La serie di foto di Leuba, “Illusioni: il mito del” Vahine “attraverso la disforia di genere”, mostra la diversità delle identità di genere nella Polinesia francese, dove il fotografo trascorre metà del suo anno.
In un’intervista telefonica di Tahiti, Leuba ha affermato che il potere aggiuntivo che il Mahu ha apparentemente è difficile da descrivere. È, ha spiegato, una miscela di empatia, intuizione, generosità e creatività, tutte parole che potrebbero essere applicate alla vasta fotografia di Leuba.
Identità invisibili
Dopo la laurea presso l’Università di Arte e Design di Losanna (ECAL) nel 2010, Leuba ha sviluppato un approccio che combina elementi di fotografia documentaria con la ricca messa in scena di servizi di moda. Il risultato è qualcosa che lei chiama “docu-fiction”.
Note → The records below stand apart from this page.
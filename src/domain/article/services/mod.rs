// src/domain/article/services/mod.rs
use std::sync::Arc;

use async_trait::async_trait;

use crate::domain::article::repository::ArticleReadRepository;
use crate::domain::article::value_objects::ArticleSlug;
use crate::domain::errors::DomainResult;
use crate::domain::slug::SlugOwnership;

/// Slug lookups against the article table.
pub struct ArticleSlugOwnership {
    read_repo: Arc<dyn ArticleReadRepository>,
}

impl ArticleSlugOwnership {
    pub fn new(read_repo: Arc<dyn ArticleReadRepository>) -> Self {
        Self { read_repo }
    }
}

#[async_trait]
impl SlugOwnership for ArticleSlugOwnership {
    async fn owner_of(&self, slug: &str) -> DomainResult<Option<i64>> {
        let Ok(slug) = ArticleSlug::new(slug) else {
            return Ok(None);
        };
        Ok(self
            .read_repo
            .find_by_slug(&slug)
            .await?
            .map(|article| article.id.into()))
    }
}
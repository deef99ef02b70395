pub mod entity;
pub mod repository;
pub mod value_objects;

pub use entity::{ContactSubmission, NewContactSubmission};
pub use repository::ContactRepository;
pub use value_objects::{ContactStatus, ContactSubmissionId, EmailAddress, SenderName, Message};
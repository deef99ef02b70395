// tests/support/mod.rs
// Shared by several integration test binaries; not every binary uses every
// helper.
#[allow(dead_code, unused_imports)]
pub mod mocks;

#[allow(dead_code, unused_imports)]
pub mod helpers;

#[allow(dead_code, unused_imports)]
pub mod builders;

#[allow(unused_imports)]
pub use mocks::*;

#[allow(unused_imports)]
pub use helpers::*;

#[allow(unused_imports)]
pub use builders::*;
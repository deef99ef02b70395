// src/application/ports/util.rs
pub trait SlugGenerator: Send + Sync {
    /// Lowercase, hyphen-joined `[a-z0-9-]` form of `input`; may be empty.
    fn slugify(&self, input: &str) -> String;
}
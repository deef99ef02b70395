pub mod about;
pub mod articles;
pub mod auth;
pub mod car_models;
pub mod contact;
pub mod homepage;
pub mod media;
pub mod pagination;

pub use about::AboutPageDto;
pub use articles::ArticleDto;
pub use auth::AdminPrincipal;
pub use car_models::{CarColorDto, CarModelDto, GalleryImageDto};
pub use contact::ContactSubmissionDto;
pub use homepage::{FeatureCardDto, HeroDto, HomepageDto, SectionBodyDto, SectionDto};
pub use media::{DeleteMediaResultDto, UploadTicketDto};
pub use pagination::Page;

pub mod serde_time {
    use chrono::{DateTime, Utc};
    use serde::{self, Deserialize, Deserializer, Serializer};

    pub fn serialize<S>(value: &DateTime<Utc>, serializer: S) -> Result<S::Ok, S::Error>
    where
        S: Serializer,
    {
        serializer.serialize_str(&value.to_rfc3339())
    }

    pub fn deserialize<'de, D>(deserializer: D) -> Result<DateTime<Utc>, D::Error>
    where
        D: Deserializer<'de>,
    {
        let s = String::deserialize(deserializer)?;
        DateTime::parse_from_rfc3339(&s)
            .map(|dt| dt.with_timezone(&Utc))
            .map_err(serde::de::Error::custom)
    }

    pub mod option {
        use super::{DateTime, Deserialize, Deserializer, Serializer, Utc};

        pub fn serialize<S>(value: &Option<DateTime<Utc>>, serializer: S) -> Result<S::Ok, S::Error>
        where
            S: Serializer,
        {
            match value {
                Some(dt) => serializer.serialize_some(&dt.to_rfc3339()),
                None => serializer.serialize_none(),
            }
        }

        pub fn deserialize<'de, D>(deserializer: D) -> Result<Option<DateTime<Utc>>, D::Error>
        where
            D: Deserializer<'de>,
        {
            let opt = Option::<String>::deserialize(deserializer)?;
            opt.map(|s| {
                DateTime::parse_from_rfc3339(&s)
                    .map(|dt| dt.with_timezone(&Utc))
                    .map_err(serde::de::Error::custom)
            })
            .transpose()
        }
    }
}

/// Publication flags travel as `0`/`1` on the wire. Incoming payloads may
/// also use JSON booleans or their string forms, as HTML forms tend to.
pub mod serde_flag {
    use serde::{Deserialize, Deserializer, Serializer, de};

    #[derive(Deserialize)]
    #[serde(untagged)]
    enum FlagRepr {
        Bool(bool),
        Int(i64),
        Text(String),
    }

    fn interpret<E: de::Error>(repr: FlagRepr) -> Result<bool, E> {
        match repr {
            FlagRepr::Bool(value) => Ok(value),
            FlagRepr::Int(0) => Ok(false),
            FlagRepr::Int(1) => Ok(true),
            FlagRepr::Int(other) => Err(E::custom(format!("expected 0 or 1, got {other}"))),
            FlagRepr::Text(text) => match text.trim() {
                "1" | "true" | "on" => Ok(true),
                "0" | "false" | "off" | "" => Ok(false),
                other => Err(E::custom(format!("expected a boolean flag, got `{other}`"))),
            },
        }
    }

    #[allow(clippy::trivially_copy_pass_by_ref)]
    pub fn serialize<S>(value: &bool, serializer: S) -> Result<S::Ok, S::Error>
    where
        S: Serializer,
    {
        serializer.serialize_u8(u8::from(*value))
    }

    pub fn deserialize<'de, D>(deserializer: D) -> Result<bool, D::Error>
    where
        D: Deserializer<'de>,
    {
        interpret(FlagRepr::deserialize(deserializer)?)
    }

    pub mod option {
        use super::{Deserialize, Deserializer, FlagRepr, interpret};

        pub fn deserialize<'de, D>(deserializer: D) -> Result<Option<bool>, D::Error>
        where
            D: Deserializer<'de>,
        {
            Option::<FlagRepr>::deserialize(deserializer)?
                .map(interpret)
                .transpose()
        }
    }

}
Descrivendosi come afro-europea (sua madre è guineana e suo padre è svizzero), Leuba ha affermato di voler riflettere, attraverso la finzione, le realtà rese invisibili se viste attraverso una lente coloniale occidentale.
Nel 2011, è andata nella capitale della Guinea, Conakry, per un progetto che avrebbe dato il tono per il suo lavoro successivo. Esplorando le credenze animiste della città, ha dato vita a ritratti di gente comune – principalmente stranieri che ha incontrato per strada – con elaborate pose e decorazioni.
Namsa Leuba
Il progetto, insieme al lavoro successivo in tutta l’Africa, ha affrontato l’eredità del colonialismo ed ha esaminato come le percezioni occidentali hanno influenzato le società di oggi. E Leuba ha sviluppato queste idee a Tahiti.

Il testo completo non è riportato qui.